Task objective: Check every line of the entries that follow, and copy the ones containing "delay".

▬▬▬▬▬▬▬▬▬▬

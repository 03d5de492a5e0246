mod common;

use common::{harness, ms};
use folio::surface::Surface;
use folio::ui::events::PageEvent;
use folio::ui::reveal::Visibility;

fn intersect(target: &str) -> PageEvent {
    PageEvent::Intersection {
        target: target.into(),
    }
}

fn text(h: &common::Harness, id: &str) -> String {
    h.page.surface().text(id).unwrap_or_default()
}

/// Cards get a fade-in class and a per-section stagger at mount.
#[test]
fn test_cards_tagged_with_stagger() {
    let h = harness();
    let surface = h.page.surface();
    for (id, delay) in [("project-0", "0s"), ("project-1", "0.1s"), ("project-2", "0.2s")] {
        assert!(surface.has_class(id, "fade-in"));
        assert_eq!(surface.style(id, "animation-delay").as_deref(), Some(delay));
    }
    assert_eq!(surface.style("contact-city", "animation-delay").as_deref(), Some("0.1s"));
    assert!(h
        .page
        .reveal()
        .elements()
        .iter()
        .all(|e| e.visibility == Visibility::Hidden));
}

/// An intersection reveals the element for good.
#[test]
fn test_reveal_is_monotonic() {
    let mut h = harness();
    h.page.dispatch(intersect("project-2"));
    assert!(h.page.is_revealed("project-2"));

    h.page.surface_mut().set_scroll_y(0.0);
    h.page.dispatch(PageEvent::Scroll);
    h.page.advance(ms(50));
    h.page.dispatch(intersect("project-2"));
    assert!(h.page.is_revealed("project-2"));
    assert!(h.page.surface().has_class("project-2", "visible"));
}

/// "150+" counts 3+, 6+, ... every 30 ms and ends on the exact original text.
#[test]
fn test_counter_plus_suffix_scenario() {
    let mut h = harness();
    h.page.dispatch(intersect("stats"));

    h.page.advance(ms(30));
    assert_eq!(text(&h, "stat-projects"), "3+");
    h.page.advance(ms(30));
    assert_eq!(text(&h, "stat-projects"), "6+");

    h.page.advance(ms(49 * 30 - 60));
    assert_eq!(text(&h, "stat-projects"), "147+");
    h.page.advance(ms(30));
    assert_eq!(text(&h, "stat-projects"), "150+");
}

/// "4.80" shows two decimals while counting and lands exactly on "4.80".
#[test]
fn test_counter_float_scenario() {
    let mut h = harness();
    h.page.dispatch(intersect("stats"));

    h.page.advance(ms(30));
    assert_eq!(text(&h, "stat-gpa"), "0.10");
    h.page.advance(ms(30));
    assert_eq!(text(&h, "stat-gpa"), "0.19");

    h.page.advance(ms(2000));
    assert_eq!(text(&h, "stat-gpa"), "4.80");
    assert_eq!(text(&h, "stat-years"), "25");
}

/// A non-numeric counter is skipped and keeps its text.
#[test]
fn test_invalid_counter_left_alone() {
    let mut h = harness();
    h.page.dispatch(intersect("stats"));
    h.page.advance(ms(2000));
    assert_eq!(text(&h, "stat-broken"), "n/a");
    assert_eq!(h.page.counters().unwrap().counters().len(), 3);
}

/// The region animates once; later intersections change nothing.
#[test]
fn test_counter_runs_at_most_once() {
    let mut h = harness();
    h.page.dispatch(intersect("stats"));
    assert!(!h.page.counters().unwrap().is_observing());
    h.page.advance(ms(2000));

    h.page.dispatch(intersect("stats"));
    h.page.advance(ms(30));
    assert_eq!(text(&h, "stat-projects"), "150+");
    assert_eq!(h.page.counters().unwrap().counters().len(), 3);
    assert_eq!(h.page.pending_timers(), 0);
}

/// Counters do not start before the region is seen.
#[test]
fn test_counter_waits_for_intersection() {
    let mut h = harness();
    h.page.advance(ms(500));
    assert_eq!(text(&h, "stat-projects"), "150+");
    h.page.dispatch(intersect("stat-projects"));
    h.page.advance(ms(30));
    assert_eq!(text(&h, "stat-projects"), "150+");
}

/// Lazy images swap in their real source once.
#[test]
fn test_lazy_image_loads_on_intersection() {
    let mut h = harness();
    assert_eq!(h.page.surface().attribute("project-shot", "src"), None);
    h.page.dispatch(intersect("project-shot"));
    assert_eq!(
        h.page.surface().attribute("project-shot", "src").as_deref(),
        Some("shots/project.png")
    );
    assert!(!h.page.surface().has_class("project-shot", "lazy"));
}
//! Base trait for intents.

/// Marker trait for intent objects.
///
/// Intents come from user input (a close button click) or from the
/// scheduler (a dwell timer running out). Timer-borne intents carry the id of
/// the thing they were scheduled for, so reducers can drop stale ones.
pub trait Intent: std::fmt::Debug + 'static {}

▬▬▬▬▬▬▬▬▬▬

Problem solution:
    for (id, delay) in [("project-0", "0s"), ("project-1", "0.1s"), ("project-2", "0.2s")] {
        assert_eq!(surface.style(id, "animation-delay").as_deref(), Some(delay));
    assert_eq!(surface.style("contact-city", "animation-delay").as_deref(), Some("0.1s"));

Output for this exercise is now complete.